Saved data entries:

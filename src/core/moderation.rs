use crate::domain::moderation::{MediaSample, Verdict};
use async_trait::async_trait;

/// Screens uploaded media before it is stored.
///
/// Implementations never fail: any problem reaching a backend must come back
/// as [`Verdict::Unavailable`].
#[async_trait]
pub trait ContentModerator: Send + Sync + std::fmt::Debug {
    async fn moderate(&self, sample: MediaSample<'_>) -> Verdict;

    /// Whether uploads should wait on this moderator at all.
    fn is_enabled(&self) -> bool {
        true
    }
}

/// Approves everything. Used when moderation is switched off.
#[derive(Debug, Default, Clone, Copy)]
pub struct DisabledModerator;

#[async_trait]
impl ContentModerator for DisabledModerator {
    async fn moderate(&self, _sample: MediaSample<'_>) -> Verdict {
        Verdict::Appropriate
    }

    fn is_enabled(&self) -> bool {
        false
    }
}

#[cfg(test)]
mod tests {
    use super::*;

    #[tokio::test]
    async fn test_disabled_moderator_approves() {
        let moderator = DisabledModerator;
        let sample = MediaSample { bytes: b"\x89PNG", mime_type: "image/png", file_name: "a.png" };
        assert_eq!(moderator.moderate(sample).await, Verdict::Appropriate);
        assert!(!moderator.is_enabled());
    }
}
use crate::domain::message::{MediaFile, Message, MessageType, PopulatedMessage};
use crate::domain::user::UserProfile;
use time::OffsetDateTime;
use uuid::Uuid;

#[derive(Debug, sqlx::FromRow)]
pub struct MessageRecord {
    pub(crate) id: Uuid,
    pub(crate) chat_id: Uuid,
    pub(crate) sender_id: Uuid,
    pub(crate) message_type: String,
    pub(crate) content: Option<String>,
    pub(crate) file_url: Option<String>,
    pub(crate) file_name: Option<String>,
    pub(crate) file_size: Option<i64>,
    pub(crate) mime_type: Option<String>,
    pub(crate) thumbnail_url: Option<String>,
    pub(crate) is_video_note: bool,
    pub(crate) timestamp: OffsetDateTime,
}

impl From<MessageRecord> for Message {
    fn from(record: MessageRecord) -> Self {
        let media = record.file_url.map(|file_url| MediaFile {
            file_url,
            file_name: record.file_name,
            file_size: record.file_size,
            mime_type: record.mime_type,
            thumbnail_url: record.thumbnail_url,
        });

        Self {
            id: record.id,
            chat_id: record.chat_id,
            sender_id: record.sender_id,
            // The column is CHECK-constrained to the known variants.
            message_type: MessageType::parse(&record.message_type).unwrap_or_default(),
            content: record.content,
            media,
            is_video_note: record.is_video_note,
            timestamp: record.timestamp,
        }
    }
}

#[derive(Debug, sqlx::FromRow)]
pub struct PopulatedMessageRecord {
    #[sqlx(flatten)]
    pub(crate) message: MessageRecord,
    pub(crate) sender_username: String,
    pub(crate) sender_mobile: i64,
}

impl From<PopulatedMessageRecord> for PopulatedMessage {
    fn from(record: PopulatedMessageRecord) -> Self {
        let sender =
            UserProfile { id: record.message.sender_id, username: record.sender_username, mobile: record.sender_mobile };
        Self { message: record.message.into(), sender }
    }
}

PROBLEM TO WORK ON: Output the records in full. Keep every character as it is.

OUTPUT FOR THIS TASK:
filename src/core/moderation.rs
use crate::domain::moderation::{MediaSample, Verdict};
use async_trait::async_trait;

/// Screens uploaded media before it is stored.
///
/// Implementations never fail: any problem reaching a backend must come back
/// as [`Verdict::Unavailable`].
#[async_trait]
pub trait ContentModerator: Send + Sync + std::fmt::Debug {
    async fn moderate(&self, sample: MediaSample<'_>) -> Verdict;

    /// Whether uploads should wait on this moderator at all.
    fn is_enabled(&self) -> bool {
        true
    }
}

/// Approves everything. Used when moderation is switched off.
#[derive(Debug, Default, Clone, Copy)]
pub struct DisabledModerator;

#[async_trait]
impl ContentModerator for DisabledModerator {
    async fn moderate(&self, _sample: MediaSample<'_>) -> Verdict {
        Verdict::Appropriate
    }

    fn is_enabled(&self) -> bool {
        false
    }
}

#[cfg(test)]
mod tests {
    use super::*;

    #[tokio::test]
    async fn test_disabled_moderator_approves() {
        let moderator = DisabledModerator;
        let sample = MediaSample { bytes: b"\x89PNG", mime_type: "image/png", file_name: "a.png" };
        assert_eq!(moderator.moderate(sample).await, Verdict::Appropriate);
        assert!(!moderator.is_enabled());
    }
}
use crate::domain::message::{MediaFile, Message, MessageType, PopulatedMessage};
use crate::domain::user::UserProfile;
use time::OffsetDateTime;
use uuid::Uuid;

#[derive(Debug, sqlx::FromRow)]
pub struct MessageRecord {
    pub(crate) id: Uuid,
    pub(crate) chat_id: Uuid,
    pub(crate) sender_id: Uuid,
    pub(crate) message_type: String,
    pub(crate) content: Option<String>,
    pub(crate) file_url: Option<String>,
    pub(crate) file_name: Option<String>,
    pub(crate) file_size: Option<i64>,
    pub(crate) mime_type: Option<String>,
    pub(crate) thumbnail_url: Option<String>,
    pub(crate) is_video_note: bool,
    pub(crate) timestamp: OffsetDateTime,
}

impl From<MessageRecord> for Message {
    fn from(record: MessageRecord) -> Self {
        let media = record.file_url.map(|file_url| MediaFile {
            file_url,
            file_name: record.file_name,
            file_size: record.file_size,
            mime_type: record.mime_type,
            thumbnail_url: record.thumbnail_url,
        });

        Self {
            id: record.id,
            chat_id: record.chat_id,
            sender_id: record.sender_id,
            // The column is CHECK-constrained to the known variants.
            message_type: MessageType::parse(&record.message_type).unwrap_or_default(),
            content: record.content,
            media,
            is_video_note: record.is_video_note,
            timestamp: record.timestamp,
        }
    }
}

#[derive(Debug, sqlx::FromRow)]
pub struct PopulatedMessageRecord {
    #[sqlx(flatten)]
    pub(crate) message: MessageRecord,
    pub(crate) sender_username: String,
    pub(crate) sender_mobile: i64,
}

impl From<PopulatedMessageRecord> for PopulatedMessage {
    fn from(record: PopulatedMessageRecord) -> Self {
        let sender =
            UserProfile { id: record.message.sender_id, username: record.sender_username, mobile: record.sender_mobile };
        Self { message: record.message.into(), sender }
    }
}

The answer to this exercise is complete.